Tally the lines below that contain the word "inner", then give the tally alone.

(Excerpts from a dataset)

* * * * *

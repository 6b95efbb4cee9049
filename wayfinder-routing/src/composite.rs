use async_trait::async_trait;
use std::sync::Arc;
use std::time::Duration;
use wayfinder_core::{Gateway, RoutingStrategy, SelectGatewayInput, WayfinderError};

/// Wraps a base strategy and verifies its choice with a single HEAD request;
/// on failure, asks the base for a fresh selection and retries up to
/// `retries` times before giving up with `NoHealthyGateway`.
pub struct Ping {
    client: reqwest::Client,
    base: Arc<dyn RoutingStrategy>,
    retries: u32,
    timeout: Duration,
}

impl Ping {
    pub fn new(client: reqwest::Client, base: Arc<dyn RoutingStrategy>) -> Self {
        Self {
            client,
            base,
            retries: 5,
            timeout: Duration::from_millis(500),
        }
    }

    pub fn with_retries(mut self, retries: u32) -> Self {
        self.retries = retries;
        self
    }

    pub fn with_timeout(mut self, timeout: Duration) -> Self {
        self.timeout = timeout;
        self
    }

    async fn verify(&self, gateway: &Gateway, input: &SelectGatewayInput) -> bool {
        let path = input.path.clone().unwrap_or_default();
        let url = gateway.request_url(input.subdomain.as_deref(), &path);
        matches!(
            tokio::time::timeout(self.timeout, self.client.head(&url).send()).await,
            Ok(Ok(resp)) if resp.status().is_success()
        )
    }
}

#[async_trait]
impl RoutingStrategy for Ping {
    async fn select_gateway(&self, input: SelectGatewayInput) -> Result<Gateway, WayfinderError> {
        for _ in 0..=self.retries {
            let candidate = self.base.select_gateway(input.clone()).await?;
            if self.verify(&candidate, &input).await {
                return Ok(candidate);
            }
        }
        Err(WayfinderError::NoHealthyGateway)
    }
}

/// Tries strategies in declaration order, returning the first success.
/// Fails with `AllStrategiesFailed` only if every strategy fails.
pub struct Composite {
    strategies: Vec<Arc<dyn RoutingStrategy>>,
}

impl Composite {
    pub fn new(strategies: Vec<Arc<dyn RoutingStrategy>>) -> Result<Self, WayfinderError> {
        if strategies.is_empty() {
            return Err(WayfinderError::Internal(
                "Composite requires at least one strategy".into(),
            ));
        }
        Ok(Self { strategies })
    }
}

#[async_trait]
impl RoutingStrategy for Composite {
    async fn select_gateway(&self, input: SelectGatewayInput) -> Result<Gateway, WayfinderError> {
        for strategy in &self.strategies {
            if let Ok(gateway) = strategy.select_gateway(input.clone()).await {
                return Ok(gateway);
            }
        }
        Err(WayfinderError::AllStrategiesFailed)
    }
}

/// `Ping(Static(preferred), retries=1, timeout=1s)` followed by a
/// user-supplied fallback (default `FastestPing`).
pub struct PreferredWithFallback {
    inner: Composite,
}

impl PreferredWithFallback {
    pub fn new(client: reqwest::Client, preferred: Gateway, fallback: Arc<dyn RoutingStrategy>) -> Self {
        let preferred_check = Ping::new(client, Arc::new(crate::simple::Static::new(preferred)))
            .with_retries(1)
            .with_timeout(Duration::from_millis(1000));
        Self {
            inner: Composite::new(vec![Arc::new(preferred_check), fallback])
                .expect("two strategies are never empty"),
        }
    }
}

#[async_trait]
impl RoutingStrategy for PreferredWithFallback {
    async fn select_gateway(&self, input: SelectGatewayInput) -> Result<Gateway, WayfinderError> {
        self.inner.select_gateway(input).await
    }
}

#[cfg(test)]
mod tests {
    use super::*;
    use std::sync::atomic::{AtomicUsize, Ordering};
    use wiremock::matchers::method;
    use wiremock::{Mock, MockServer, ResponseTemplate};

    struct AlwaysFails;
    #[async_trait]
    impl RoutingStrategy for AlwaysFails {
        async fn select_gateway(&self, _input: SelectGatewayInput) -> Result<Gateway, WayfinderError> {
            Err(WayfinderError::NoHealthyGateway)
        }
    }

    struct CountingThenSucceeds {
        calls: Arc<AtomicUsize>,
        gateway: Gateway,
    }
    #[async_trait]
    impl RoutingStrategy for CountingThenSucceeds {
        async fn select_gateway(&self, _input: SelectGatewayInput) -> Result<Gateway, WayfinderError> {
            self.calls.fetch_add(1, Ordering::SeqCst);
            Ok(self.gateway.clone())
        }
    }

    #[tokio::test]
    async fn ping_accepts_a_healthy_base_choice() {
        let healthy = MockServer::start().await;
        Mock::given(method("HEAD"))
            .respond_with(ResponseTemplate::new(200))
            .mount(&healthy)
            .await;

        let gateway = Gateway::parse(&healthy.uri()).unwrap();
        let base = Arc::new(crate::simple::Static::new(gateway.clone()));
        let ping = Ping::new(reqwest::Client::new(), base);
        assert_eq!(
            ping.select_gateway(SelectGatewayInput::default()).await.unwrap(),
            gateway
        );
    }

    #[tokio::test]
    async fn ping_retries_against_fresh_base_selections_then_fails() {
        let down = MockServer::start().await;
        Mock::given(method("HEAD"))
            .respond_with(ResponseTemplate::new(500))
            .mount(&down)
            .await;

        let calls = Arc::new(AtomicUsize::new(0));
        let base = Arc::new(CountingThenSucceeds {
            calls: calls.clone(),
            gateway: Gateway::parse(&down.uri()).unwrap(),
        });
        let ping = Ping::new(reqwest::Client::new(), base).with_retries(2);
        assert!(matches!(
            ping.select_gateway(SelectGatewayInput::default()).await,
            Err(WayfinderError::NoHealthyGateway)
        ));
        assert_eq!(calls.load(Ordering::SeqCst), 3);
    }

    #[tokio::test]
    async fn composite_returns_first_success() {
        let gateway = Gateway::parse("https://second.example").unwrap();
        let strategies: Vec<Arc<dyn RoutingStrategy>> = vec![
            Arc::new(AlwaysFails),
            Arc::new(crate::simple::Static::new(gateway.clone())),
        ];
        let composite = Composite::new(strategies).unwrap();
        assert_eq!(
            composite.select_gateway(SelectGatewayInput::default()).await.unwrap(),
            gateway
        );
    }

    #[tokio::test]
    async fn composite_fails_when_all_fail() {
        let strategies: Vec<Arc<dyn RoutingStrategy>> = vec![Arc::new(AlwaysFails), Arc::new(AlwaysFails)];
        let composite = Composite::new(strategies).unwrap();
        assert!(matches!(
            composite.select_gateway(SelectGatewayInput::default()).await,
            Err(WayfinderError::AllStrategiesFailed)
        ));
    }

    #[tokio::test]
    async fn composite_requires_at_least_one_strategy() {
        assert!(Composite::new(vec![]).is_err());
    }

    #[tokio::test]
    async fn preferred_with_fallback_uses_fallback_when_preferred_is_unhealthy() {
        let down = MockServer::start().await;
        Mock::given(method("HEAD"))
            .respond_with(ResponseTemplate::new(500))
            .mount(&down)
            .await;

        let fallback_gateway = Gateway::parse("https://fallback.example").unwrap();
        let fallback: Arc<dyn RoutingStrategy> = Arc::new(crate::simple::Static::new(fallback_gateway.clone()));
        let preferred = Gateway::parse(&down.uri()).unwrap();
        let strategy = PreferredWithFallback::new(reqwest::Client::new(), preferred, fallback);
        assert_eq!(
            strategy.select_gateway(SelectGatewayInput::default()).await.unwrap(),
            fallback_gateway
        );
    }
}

* * * * *

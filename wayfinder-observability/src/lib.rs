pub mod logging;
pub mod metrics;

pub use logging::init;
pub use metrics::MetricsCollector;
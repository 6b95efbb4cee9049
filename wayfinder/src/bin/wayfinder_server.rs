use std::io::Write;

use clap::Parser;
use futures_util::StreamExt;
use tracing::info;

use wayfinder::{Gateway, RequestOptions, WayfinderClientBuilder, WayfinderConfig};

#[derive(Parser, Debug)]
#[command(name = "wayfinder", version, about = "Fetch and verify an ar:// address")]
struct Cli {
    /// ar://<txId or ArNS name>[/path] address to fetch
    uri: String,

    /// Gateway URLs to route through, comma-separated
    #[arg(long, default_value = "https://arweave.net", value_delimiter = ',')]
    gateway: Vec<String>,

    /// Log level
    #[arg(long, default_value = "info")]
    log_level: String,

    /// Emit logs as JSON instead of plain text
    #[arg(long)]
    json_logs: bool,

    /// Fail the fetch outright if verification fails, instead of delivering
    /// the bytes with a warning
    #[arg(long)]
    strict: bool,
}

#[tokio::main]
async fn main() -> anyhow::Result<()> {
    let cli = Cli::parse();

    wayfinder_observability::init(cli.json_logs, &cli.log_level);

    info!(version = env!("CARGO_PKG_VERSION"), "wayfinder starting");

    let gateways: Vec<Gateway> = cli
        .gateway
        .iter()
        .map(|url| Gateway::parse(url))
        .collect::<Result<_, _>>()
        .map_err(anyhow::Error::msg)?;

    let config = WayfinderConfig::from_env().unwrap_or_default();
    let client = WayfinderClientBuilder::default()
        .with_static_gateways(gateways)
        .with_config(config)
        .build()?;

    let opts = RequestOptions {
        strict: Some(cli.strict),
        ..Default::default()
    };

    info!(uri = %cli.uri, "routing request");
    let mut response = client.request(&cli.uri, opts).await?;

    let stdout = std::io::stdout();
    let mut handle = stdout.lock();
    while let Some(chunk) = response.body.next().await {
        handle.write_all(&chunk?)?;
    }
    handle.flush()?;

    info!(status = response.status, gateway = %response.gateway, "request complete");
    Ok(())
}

* * * * *

#### [OUTPUT OF THE TASK]
3